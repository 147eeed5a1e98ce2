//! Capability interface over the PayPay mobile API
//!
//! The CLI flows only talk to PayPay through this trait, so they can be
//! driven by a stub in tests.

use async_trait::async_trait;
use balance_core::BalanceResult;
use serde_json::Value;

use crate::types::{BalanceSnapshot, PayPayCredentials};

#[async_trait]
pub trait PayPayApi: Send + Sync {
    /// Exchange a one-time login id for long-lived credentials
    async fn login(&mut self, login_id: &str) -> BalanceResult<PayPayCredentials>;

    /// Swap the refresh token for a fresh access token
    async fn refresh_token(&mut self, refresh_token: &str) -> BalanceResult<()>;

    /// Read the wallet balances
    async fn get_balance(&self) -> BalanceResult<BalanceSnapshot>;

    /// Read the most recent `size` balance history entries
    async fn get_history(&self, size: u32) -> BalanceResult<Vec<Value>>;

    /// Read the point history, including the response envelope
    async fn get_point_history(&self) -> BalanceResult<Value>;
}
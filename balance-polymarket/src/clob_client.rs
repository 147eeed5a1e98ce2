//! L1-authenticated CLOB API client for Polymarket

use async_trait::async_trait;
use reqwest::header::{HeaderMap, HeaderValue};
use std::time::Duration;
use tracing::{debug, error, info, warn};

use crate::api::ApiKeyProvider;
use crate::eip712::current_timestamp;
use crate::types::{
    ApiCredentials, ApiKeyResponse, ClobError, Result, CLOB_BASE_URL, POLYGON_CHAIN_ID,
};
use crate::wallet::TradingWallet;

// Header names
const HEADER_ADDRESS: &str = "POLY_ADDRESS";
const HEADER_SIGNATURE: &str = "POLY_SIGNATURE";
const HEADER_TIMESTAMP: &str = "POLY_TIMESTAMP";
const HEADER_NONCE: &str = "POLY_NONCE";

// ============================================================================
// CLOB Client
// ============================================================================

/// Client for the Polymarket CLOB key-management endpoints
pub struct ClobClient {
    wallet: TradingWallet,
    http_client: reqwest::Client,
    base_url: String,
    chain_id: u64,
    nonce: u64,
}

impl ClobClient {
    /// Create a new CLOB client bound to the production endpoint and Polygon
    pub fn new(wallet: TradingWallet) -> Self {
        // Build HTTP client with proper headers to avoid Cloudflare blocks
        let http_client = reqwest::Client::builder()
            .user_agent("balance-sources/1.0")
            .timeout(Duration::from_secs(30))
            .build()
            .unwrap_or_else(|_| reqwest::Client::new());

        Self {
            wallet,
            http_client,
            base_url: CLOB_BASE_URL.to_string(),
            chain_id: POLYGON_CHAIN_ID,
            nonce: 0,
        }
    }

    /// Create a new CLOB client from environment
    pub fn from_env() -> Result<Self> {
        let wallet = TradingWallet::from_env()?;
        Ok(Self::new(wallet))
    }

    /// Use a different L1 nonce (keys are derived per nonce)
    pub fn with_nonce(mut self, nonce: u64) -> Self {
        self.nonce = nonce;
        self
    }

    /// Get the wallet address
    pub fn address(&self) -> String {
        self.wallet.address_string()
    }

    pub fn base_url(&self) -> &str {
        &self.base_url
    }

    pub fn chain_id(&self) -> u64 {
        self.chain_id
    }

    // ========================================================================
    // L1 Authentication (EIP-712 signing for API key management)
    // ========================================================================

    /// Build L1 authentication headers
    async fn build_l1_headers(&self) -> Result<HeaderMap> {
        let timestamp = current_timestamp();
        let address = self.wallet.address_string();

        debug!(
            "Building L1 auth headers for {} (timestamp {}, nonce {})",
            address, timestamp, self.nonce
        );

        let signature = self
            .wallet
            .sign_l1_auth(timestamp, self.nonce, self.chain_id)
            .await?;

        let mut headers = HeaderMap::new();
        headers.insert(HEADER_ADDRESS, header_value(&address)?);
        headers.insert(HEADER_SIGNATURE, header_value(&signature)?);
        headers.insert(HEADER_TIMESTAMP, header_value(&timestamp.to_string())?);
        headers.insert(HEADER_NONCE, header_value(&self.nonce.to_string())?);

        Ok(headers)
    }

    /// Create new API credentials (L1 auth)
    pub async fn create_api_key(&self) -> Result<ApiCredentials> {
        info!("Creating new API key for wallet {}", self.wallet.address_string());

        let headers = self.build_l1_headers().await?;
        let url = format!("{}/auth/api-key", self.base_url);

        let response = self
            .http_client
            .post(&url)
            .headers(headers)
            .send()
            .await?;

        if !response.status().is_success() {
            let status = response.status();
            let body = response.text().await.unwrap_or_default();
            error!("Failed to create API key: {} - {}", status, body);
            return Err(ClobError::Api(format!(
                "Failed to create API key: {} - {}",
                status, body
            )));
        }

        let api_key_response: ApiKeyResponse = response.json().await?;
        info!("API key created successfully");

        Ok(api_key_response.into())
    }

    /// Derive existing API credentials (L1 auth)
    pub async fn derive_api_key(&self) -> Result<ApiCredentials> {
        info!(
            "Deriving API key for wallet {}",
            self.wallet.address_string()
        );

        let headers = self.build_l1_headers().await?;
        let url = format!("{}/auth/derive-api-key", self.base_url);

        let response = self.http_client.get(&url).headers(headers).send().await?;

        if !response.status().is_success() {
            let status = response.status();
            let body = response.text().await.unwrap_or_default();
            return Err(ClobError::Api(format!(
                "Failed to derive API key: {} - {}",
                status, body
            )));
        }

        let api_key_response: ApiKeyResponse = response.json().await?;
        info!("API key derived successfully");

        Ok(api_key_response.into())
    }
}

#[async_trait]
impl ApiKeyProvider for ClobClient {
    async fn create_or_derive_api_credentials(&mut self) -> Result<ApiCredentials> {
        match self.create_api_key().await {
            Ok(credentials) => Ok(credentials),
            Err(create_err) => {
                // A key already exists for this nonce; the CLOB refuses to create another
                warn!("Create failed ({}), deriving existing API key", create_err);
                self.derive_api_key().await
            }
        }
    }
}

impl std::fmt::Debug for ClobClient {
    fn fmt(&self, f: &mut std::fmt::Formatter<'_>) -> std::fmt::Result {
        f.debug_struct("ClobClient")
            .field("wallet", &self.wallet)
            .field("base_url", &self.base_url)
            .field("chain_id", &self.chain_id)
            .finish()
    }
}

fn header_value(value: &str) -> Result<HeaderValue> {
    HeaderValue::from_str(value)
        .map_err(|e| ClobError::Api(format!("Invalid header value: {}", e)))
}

* [EXERCISE BRIEF]: Retype each line above exactly as written.

* [RESPONSE TO THE TASK]:
repository 147eeed5a1e98ce2
//! Capability interface over the PayPay mobile API
//!
//! The CLI flows only talk to PayPay through this trait, so they can be
//! driven by a stub in tests.

use async_trait::async_trait;
use balance_core::BalanceResult;
use serde_json::Value;

use crate::types::{BalanceSnapshot, PayPayCredentials};

#[async_trait]
pub trait PayPayApi: Send + Sync {
    /// Exchange a one-time login id for long-lived credentials
    async fn login(&mut self, login_id: &str) -> BalanceResult<PayPayCredentials>;

    /// Swap the refresh token for a fresh access token
    async fn refresh_token(&mut self, refresh_token: &str) -> BalanceResult<()>;

    /// Read the wallet balances
    async fn get_balance(&self) -> BalanceResult<BalanceSnapshot>;

    /// Read the most recent `size` balance history entries
    async fn get_history(&self, size: u32) -> BalanceResult<Vec<Value>>;

    /// Read the point history, including the response envelope
    async fn get_point_history(&self) -> BalanceResult<Value>;
}
filename balance-polymarket/src/clob_client.rs
repository 147eeed5a1e98ce2
//! L1-authenticated CLOB API client for Polymarket

use async_trait::async_trait;
use reqwest::header::{HeaderMap, HeaderValue};
use std::time::Duration;
use tracing::{debug, error, info, warn};

use crate::api::ApiKeyProvider;
use crate::eip712::current_timestamp;
use crate::types::{
    ApiCredentials, ApiKeyResponse, ClobError, Result, CLOB_BASE_URL, POLYGON_CHAIN_ID,
};
use crate::wallet::TradingWallet;

// Header names
const HEADER_ADDRESS: &str = "POLY_ADDRESS";
const HEADER_SIGNATURE: &str = "POLY_SIGNATURE";
const HEADER_TIMESTAMP: &str = "POLY_TIMESTAMP";
const HEADER_NONCE: &str = "POLY_NONCE";

// ============================================================================
// CLOB Client
// ============================================================================

/// Client for the Polymarket CLOB key-management endpoints
pub struct ClobClient {
    wallet: TradingWallet,
    http_client: reqwest::Client,
    base_url: String,
    chain_id: u64,
    nonce: u64,
}

impl ClobClient {
    /// Create a new CLOB client bound to the production endpoint and Polygon
    pub fn new(wallet: TradingWallet) -> Self {
        // Build HTTP client with proper headers to avoid Cloudflare blocks
        let http_client = reqwest::Client::builder()
            .user_agent("balance-sources/1.0")
            .timeout(Duration::from_secs(30))
            .build()
            .unwrap_or_else(|_| reqwest::Client::new());

        Self {
            wallet,
            http_client,
            base_url: CLOB_BASE_URL.to_string(),
            chain_id: POLYGON_CHAIN_ID,
            nonce: 0,
        }
    }

    /// Create a new CLOB client from environment
    pub fn from_env() -> Result<Self> {
        let wallet = TradingWallet::from_env()?;
        Ok(Self::new(wallet))
    }

    /// Use a different L1 nonce (keys are derived per nonce)
    pub fn with_nonce(mut self, nonce: u64) -> Self {
        self.nonce = nonce;
        self
    }

    /// Get the wallet address
    pub fn address(&self) -> String {
        self.wallet.address_string()
    }

    pub fn base_url(&self) -> &str {
        &self.base_url
    }

    pub fn chain_id(&self) -> u64 {
        self.chain_id
    }

    // ========================================================================
    // L1 Authentication (EIP-712 signing for API key management)
    // ========================================================================

    /// Build L1 authentication headers
    async fn build_l1_headers(&self) -> Result<HeaderMap> {
        let timestamp = current_timestamp();
        let address = self.wallet.address_string();

        debug!(
            "Building L1 auth headers for {} (timestamp {}, nonce {})",
            address, timestamp, self.nonce
        );

        let signature = self
            .wallet
            .sign_l1_auth(timestamp, self.nonce, self.chain_id)
            .await?;

        let mut headers = HeaderMap::new();
        headers.insert(HEADER_ADDRESS, header_value(&address)?);
        headers.insert(HEADER_SIGNATURE, header_value(&signature)?);
        headers.insert(HEADER_TIMESTAMP, header_value(&timestamp.to_string())?);
        headers.insert(HEADER_NONCE, header_value(&self.nonce.to_string())?);

        Ok(headers)
    }

    /// Create new API credentials (L1 auth)
    pub async fn create_api_key(&self) -> Result<ApiCredentials> {
        info!("Creating new API key for wallet {}", self.wallet.address_string());

        let headers = self.build_l1_headers().await?;
        let url = format!("{}/auth/api-key", self.base_url);

        let response = self
            .http_client
            .post(&url)
            .headers(headers)
            .send()
            .await?;

        if !response.status().is_success() {
            let status = response.status();
            let body = response.text().await.unwrap_or_default();
            error!("Failed to create API key: {} - {}", status, body);
            return Err(ClobError::Api(format!(
                "Failed to create API key: {} - {}",
                status, body
            )));
        }

        let api_key_response: ApiKeyResponse = response.json().await?;
        info!("API key created successfully");

        Ok(api_key_response.into())
    }

    /// Derive existing API credentials (L1 auth)
    pub async fn derive_api_key(&self) -> Result<ApiCredentials> {
        info!(
            "Deriving API key for wallet {}",
            self.wallet.address_string()
        );

        let headers = self.build_l1_headers().await?;
        let url = format!("{}/auth/derive-api-key", self.base_url);

        let response = self.http_client.get(&url).headers(headers).send().await?;

        if !response.status().is_success() {
            let status = response.status();
            let body = response.text().await.unwrap_or_default();
            return Err(ClobError::Api(format!(
                "Failed to derive API key: {} - {}",
                status, body
            )));
        }

        let api_key_response: ApiKeyResponse = response.json().await?;
        info!("API key derived successfully");

        Ok(api_key_response.into())
    }
}

#[async_trait]
impl ApiKeyProvider for ClobClient {
    async fn create_or_derive_api_credentials(&mut self) -> Result<ApiCredentials> {
        match self.create_api_key().await {
            Ok(credentials) => Ok(credentials),
            Err(create_err) => {
                // A key already exists for this nonce; the CLOB refuses to create another
                warn!("Create failed ({}), deriving existing API key", create_err);
                self.derive_api_key().await
            }
        }
    }
}

impl std::fmt::Debug for ClobClient {
    fn fmt(&self, f: &mut std::fmt::Formatter<'_>) -> std::fmt::Result {
        f.debug_struct("ClobClient")
            .field("wallet", &self.wallet)
            .field("base_url", &self.base_url)
            .field("chain_id", &self.chain_id)
            .finish()
    }
}

fn header_value(value: &str) -> Result<HeaderValue> {
    HeaderValue::from_str(value)
        .map_err(|e| ClobError::Api(format!("Invalid header value: {}", e)))
}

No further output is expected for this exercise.